=== What is needed ===
The entries that follow need to be returned without any alteration.
>>>>>
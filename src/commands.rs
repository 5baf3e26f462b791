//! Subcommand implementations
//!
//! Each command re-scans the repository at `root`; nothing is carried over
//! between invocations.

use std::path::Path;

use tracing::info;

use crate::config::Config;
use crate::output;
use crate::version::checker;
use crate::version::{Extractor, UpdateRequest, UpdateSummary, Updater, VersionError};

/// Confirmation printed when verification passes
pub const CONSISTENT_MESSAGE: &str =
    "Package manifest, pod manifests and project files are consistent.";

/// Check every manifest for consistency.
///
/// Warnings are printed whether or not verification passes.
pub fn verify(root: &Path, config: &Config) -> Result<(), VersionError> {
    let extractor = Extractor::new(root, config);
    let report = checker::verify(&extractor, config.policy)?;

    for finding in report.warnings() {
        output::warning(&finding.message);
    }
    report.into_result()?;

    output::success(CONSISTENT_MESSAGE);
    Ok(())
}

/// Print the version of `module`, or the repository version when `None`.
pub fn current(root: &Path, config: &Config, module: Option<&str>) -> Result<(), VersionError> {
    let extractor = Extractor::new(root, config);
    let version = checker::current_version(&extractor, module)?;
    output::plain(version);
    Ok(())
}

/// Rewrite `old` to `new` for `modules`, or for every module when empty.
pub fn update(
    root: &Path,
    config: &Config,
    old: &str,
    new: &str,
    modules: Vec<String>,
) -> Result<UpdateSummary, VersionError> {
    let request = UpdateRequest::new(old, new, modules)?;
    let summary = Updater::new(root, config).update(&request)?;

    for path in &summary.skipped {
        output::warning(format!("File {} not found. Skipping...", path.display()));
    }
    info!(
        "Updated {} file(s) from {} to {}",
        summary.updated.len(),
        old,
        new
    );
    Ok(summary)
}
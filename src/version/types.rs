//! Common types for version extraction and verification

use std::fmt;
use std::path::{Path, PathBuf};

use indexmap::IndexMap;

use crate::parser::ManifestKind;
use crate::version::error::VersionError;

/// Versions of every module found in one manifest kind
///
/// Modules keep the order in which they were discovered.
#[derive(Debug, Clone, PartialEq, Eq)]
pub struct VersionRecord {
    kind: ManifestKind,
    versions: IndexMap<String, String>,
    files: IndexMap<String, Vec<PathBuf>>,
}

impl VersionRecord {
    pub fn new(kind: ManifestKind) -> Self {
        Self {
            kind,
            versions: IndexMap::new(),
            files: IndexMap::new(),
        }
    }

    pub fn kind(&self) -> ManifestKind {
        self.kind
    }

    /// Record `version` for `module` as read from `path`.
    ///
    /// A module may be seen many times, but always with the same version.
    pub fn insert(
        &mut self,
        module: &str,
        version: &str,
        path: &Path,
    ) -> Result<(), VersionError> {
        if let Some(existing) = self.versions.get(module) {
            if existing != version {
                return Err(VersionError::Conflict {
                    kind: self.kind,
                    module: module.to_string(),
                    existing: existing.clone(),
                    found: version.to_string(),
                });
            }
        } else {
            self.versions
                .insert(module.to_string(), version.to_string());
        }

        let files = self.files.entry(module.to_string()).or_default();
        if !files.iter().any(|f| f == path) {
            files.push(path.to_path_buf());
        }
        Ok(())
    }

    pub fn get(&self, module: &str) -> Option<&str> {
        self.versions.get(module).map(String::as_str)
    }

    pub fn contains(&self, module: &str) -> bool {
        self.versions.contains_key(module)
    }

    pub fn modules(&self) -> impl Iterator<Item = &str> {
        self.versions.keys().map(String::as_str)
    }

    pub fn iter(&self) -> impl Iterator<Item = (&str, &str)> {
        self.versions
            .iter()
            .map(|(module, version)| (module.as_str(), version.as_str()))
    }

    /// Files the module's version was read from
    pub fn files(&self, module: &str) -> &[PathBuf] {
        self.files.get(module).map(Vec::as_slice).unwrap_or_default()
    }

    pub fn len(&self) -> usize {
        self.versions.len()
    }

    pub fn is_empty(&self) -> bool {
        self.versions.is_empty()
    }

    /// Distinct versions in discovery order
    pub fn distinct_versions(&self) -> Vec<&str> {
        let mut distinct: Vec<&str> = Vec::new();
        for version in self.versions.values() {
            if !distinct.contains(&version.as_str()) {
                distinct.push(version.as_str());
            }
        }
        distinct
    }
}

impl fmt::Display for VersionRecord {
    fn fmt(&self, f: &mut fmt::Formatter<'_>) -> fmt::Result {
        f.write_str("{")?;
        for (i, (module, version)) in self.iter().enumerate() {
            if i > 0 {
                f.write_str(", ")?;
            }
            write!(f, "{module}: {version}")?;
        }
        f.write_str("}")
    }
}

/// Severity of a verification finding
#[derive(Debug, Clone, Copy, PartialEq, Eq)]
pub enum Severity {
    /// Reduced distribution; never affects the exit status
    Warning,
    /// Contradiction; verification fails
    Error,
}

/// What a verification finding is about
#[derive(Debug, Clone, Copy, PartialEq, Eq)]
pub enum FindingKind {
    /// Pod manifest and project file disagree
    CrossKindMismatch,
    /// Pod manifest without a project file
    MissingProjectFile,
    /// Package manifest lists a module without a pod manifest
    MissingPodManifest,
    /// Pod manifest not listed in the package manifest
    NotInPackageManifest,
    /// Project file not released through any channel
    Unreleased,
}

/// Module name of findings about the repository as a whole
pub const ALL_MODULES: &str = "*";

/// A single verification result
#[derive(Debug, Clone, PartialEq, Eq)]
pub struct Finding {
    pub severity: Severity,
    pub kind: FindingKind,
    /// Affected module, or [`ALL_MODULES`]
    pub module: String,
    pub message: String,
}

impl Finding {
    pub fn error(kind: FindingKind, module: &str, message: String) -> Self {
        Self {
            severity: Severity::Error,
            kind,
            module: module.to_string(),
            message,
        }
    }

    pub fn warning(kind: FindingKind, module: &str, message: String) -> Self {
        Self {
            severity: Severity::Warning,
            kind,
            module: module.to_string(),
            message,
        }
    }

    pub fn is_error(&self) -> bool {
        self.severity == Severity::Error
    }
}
<<<<<
=== Response to this task ===
filename src/commands.rs
repository 5baf3e26f462b791
//! Subcommand implementations
//!
//! Each command re-scans the repository at `root`; nothing is carried over
//! between invocations.

use std::path::Path;

use tracing::info;

use crate::config::Config;
use crate::output;
use crate::version::checker;
use crate::version::{Extractor, UpdateRequest, UpdateSummary, Updater, VersionError};

/// Confirmation printed when verification passes
pub const CONSISTENT_MESSAGE: &str =
    "Package manifest, pod manifests and project files are consistent.";

/// Check every manifest for consistency.
///
/// Warnings are printed whether or not verification passes.
pub fn verify(root: &Path, config: &Config) -> Result<(), VersionError> {
    let extractor = Extractor::new(root, config);
    let report = checker::verify(&extractor, config.policy)?;

    for finding in report.warnings() {
        output::warning(&finding.message);
    }
    report.into_result()?;

    output::success(CONSISTENT_MESSAGE);
    Ok(())
}

/// Print the version of `module`, or the repository version when `None`.
pub fn current(root: &Path, config: &Config, module: Option<&str>) -> Result<(), VersionError> {
    let extractor = Extractor::new(root, config);
    let version = checker::current_version(&extractor, module)?;
    output::plain(version);
    Ok(())
}

/// Rewrite `old` to `new` for `modules`, or for every module when empty.
pub fn update(
    root: &Path,
    config: &Config,
    old: &str,
    new: &str,
    modules: Vec<String>,
) -> Result<UpdateSummary, VersionError> {
    let request = UpdateRequest::new(old, new, modules)?;
    let summary = Updater::new(root, config).update(&request)?;

    for path in &summary.skipped {
        output::warning(format!("File {} not found. Skipping...", path.display()));
    }
    info!(
        "Updated {} file(s) from {} to {}",
        summary.updated.len(),
        old,
        new
    );
    Ok(summary)
}
filename src/version/types.rs
//! Common types for version extraction and verification

use std::fmt;
use std::path::{Path, PathBuf};

use indexmap::IndexMap;

use crate::parser::ManifestKind;
use crate::version::error::VersionError;

/// Versions of every module found in one manifest kind
///
/// Modules keep the order in which they were discovered.
#[derive(Debug, Clone, PartialEq, Eq)]
pub struct VersionRecord {
    kind: ManifestKind,
    versions: IndexMap<String, String>,
    files: IndexMap<String, Vec<PathBuf>>,
}

impl VersionRecord {
    pub fn new(kind: ManifestKind) -> Self {
        Self {
            kind,
            versions: IndexMap::new(),
            files: IndexMap::new(),
        }
    }

    pub fn kind(&self) -> ManifestKind {
        self.kind
    }

    /// Record `version` for `module` as read from `path`.
    ///
    /// A module may be seen many times, but always with the same version.
    pub fn insert(
        &mut self,
        module: &str,
        version: &str,
        path: &Path,
    ) -> Result<(), VersionError> {
        if let Some(existing) = self.versions.get(module) {
            if existing != version {
                return Err(VersionError::Conflict {
                    kind: self.kind,
                    module: module.to_string(),
                    existing: existing.clone(),
                    found: version.to_string(),
                });
            }
        } else {
            self.versions
                .insert(module.to_string(), version.to_string());
        }

        let files = self.files.entry(module.to_string()).or_default();
        if !files.iter().any(|f| f == path) {
            files.push(path.to_path_buf());
        }
        Ok(())
    }

    pub fn get(&self, module: &str) -> Option<&str> {
        self.versions.get(module).map(String::as_str)
    }

    pub fn contains(&self, module: &str) -> bool {
        self.versions.contains_key(module)
    }

    pub fn modules(&self) -> impl Iterator<Item = &str> {
        self.versions.keys().map(String::as_str)
    }

    pub fn iter(&self) -> impl Iterator<Item = (&str, &str)> {
        self.versions
            .iter()
            .map(|(module, version)| (module.as_str(), version.as_str()))
    }

    /// Files the module's version was read from
    pub fn files(&self, module: &str) -> &[PathBuf] {
        self.files.get(module).map(Vec::as_slice).unwrap_or_default()
    }

    pub fn len(&self) -> usize {
        self.versions.len()
    }

    pub fn is_empty(&self) -> bool {
        self.versions.is_empty()
    }

    /// Distinct versions in discovery order
    pub fn distinct_versions(&self) -> Vec<&str> {
        let mut distinct: Vec<&str> = Vec::new();
        for version in self.versions.values() {
            if !distinct.contains(&version.as_str()) {
                distinct.push(version.as_str());
            }
        }
        distinct
    }
}

impl fmt::Display for VersionRecord {
    fn fmt(&self, f: &mut fmt::Formatter<'_>) -> fmt::Result {
        f.write_str("{")?;
        for (i, (module, version)) in self.iter().enumerate() {
            if i > 0 {
                f.write_str(", ")?;
            }
            write!(f, "{module}: {version}")?;
        }
        f.write_str("}")
    }
}

/// Severity of a verification finding
#[derive(Debug, Clone, Copy, PartialEq, Eq)]
pub enum Severity {
    /// Reduced distribution; never affects the exit status
    Warning,
    /// Contradiction; verification fails
    Error,
}

/// What a verification finding is about
#[derive(Debug, Clone, Copy, PartialEq, Eq)]
pub enum FindingKind {
    /// Pod manifest and project file disagree
    CrossKindMismatch,
    /// Pod manifest without a project file
    MissingProjectFile,
    /// Package manifest lists a module without a pod manifest
    MissingPodManifest,
    /// Pod manifest not listed in the package manifest
    NotInPackageManifest,
    /// Project file not released through any channel
    Unreleased,
}

/// Module name of findings about the repository as a whole
pub const ALL_MODULES: &str = "*";

/// A single verification result
#[derive(Debug, Clone, PartialEq, Eq)]
pub struct Finding {
    pub severity: Severity,
    pub kind: FindingKind,
    /// Affected module, or [`ALL_MODULES`]
    pub module: String,
    pub message: String,
}

impl Finding {
    pub fn error(kind: FindingKind, module: &str, message: String) -> Self {
        Self {
            severity: Severity::Error,
            kind,
            module: module.to_string(),
            message,
        }
    }

    pub fn warning(kind: FindingKind, module: &str, message: String) -> Self {
        Self {
            severity: Severity::Warning,
            kind,
            module: module.to_string(),
            message,
        }
    }

    pub fn is_error(&self) -> bool {
        self.severity == Severity::Error
    }
}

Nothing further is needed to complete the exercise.